# TASK DETAILS:
Go through the entries that follow and count every line with the string "environment". Reply with the number only.

═════ EXERCISE INPUTS

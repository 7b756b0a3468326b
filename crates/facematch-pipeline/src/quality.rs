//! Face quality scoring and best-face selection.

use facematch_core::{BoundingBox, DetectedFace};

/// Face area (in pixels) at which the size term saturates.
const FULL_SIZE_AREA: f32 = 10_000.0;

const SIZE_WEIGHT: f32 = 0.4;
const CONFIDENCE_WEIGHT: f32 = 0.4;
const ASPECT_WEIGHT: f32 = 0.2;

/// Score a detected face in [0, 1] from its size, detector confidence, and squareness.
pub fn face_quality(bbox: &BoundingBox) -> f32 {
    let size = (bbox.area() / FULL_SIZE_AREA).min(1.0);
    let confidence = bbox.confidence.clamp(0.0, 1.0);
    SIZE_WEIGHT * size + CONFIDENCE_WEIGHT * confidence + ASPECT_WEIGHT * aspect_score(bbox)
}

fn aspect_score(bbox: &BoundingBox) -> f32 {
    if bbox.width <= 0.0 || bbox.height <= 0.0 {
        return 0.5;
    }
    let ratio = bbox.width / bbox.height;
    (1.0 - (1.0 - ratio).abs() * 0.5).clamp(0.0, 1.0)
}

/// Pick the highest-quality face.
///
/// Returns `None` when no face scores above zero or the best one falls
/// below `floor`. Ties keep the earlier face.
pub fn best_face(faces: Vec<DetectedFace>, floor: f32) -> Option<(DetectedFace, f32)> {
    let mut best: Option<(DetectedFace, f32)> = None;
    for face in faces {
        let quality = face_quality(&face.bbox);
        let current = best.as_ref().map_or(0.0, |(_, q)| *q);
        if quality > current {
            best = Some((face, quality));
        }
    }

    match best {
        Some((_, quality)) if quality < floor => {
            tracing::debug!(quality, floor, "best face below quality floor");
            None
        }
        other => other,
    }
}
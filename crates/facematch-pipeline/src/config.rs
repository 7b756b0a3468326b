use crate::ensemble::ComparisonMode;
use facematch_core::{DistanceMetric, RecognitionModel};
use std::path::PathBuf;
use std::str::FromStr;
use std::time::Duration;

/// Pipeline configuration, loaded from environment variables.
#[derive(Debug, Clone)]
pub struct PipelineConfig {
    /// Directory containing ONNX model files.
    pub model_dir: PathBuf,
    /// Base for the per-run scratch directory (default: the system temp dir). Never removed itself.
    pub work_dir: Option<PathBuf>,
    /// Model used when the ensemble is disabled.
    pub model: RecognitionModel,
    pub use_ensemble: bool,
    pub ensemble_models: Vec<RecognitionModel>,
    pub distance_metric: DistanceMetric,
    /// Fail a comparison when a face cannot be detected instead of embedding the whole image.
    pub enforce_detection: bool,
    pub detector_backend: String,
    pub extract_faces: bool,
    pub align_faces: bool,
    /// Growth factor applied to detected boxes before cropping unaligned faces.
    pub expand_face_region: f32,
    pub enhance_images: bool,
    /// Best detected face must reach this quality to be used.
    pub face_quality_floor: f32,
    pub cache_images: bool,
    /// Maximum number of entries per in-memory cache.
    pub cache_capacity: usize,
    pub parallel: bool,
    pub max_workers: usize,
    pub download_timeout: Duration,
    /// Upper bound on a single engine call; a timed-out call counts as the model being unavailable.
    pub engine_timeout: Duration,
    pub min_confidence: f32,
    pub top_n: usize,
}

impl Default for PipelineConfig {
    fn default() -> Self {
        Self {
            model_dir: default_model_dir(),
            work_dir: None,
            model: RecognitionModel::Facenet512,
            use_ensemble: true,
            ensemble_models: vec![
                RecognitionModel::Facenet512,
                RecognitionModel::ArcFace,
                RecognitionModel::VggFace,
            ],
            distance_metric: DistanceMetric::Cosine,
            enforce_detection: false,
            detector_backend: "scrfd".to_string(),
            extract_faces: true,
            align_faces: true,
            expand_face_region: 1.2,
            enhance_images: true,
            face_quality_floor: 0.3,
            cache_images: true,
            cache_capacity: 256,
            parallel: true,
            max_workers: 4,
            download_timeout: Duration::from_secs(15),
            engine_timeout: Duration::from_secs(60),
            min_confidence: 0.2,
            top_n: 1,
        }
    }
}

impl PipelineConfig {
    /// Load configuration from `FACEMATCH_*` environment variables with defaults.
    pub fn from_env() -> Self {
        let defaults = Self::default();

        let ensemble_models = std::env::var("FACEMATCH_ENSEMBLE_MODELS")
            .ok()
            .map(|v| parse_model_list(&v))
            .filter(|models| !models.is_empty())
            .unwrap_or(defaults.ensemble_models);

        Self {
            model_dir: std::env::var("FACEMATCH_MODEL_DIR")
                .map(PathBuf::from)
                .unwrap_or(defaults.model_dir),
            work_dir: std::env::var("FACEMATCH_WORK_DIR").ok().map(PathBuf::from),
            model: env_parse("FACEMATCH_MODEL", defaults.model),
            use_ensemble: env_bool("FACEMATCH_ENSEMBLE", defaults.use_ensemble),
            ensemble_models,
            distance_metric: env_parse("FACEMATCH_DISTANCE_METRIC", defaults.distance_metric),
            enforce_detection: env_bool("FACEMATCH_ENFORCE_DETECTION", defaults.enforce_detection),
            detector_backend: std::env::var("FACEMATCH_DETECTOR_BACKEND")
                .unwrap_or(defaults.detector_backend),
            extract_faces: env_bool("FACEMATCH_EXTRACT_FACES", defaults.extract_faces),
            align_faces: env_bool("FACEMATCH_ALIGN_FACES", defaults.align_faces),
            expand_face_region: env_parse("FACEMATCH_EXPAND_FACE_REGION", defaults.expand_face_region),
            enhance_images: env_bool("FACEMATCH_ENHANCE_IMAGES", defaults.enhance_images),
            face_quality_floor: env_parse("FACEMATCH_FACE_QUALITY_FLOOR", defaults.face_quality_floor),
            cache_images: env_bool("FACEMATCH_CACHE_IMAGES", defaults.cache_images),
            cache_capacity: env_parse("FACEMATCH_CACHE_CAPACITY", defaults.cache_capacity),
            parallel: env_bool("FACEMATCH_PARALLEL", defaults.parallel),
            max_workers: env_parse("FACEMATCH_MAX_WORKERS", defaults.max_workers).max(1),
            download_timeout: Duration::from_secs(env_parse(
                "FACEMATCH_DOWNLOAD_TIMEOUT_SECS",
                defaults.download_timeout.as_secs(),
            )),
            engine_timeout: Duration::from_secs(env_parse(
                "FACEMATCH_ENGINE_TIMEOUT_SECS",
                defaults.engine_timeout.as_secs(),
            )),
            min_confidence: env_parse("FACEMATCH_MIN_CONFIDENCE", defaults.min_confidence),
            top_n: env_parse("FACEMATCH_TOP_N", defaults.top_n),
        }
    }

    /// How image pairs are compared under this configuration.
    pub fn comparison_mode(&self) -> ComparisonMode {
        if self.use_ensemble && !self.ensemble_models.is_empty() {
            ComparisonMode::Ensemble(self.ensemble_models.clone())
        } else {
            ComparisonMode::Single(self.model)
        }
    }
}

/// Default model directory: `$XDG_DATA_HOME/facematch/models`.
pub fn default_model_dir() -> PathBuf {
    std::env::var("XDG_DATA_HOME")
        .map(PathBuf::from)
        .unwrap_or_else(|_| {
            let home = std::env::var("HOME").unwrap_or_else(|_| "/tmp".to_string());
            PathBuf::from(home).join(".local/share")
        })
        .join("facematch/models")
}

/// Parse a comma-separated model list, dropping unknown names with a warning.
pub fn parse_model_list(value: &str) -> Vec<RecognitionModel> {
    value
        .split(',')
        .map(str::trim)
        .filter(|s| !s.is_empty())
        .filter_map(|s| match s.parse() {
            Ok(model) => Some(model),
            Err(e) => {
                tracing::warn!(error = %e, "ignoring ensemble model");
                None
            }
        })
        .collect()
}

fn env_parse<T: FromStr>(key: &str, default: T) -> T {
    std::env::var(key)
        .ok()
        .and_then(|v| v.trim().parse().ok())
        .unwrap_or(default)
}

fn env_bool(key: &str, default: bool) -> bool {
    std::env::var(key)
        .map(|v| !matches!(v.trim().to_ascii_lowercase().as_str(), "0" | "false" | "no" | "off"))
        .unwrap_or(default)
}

══════════

# YOUR RESPONSE:
2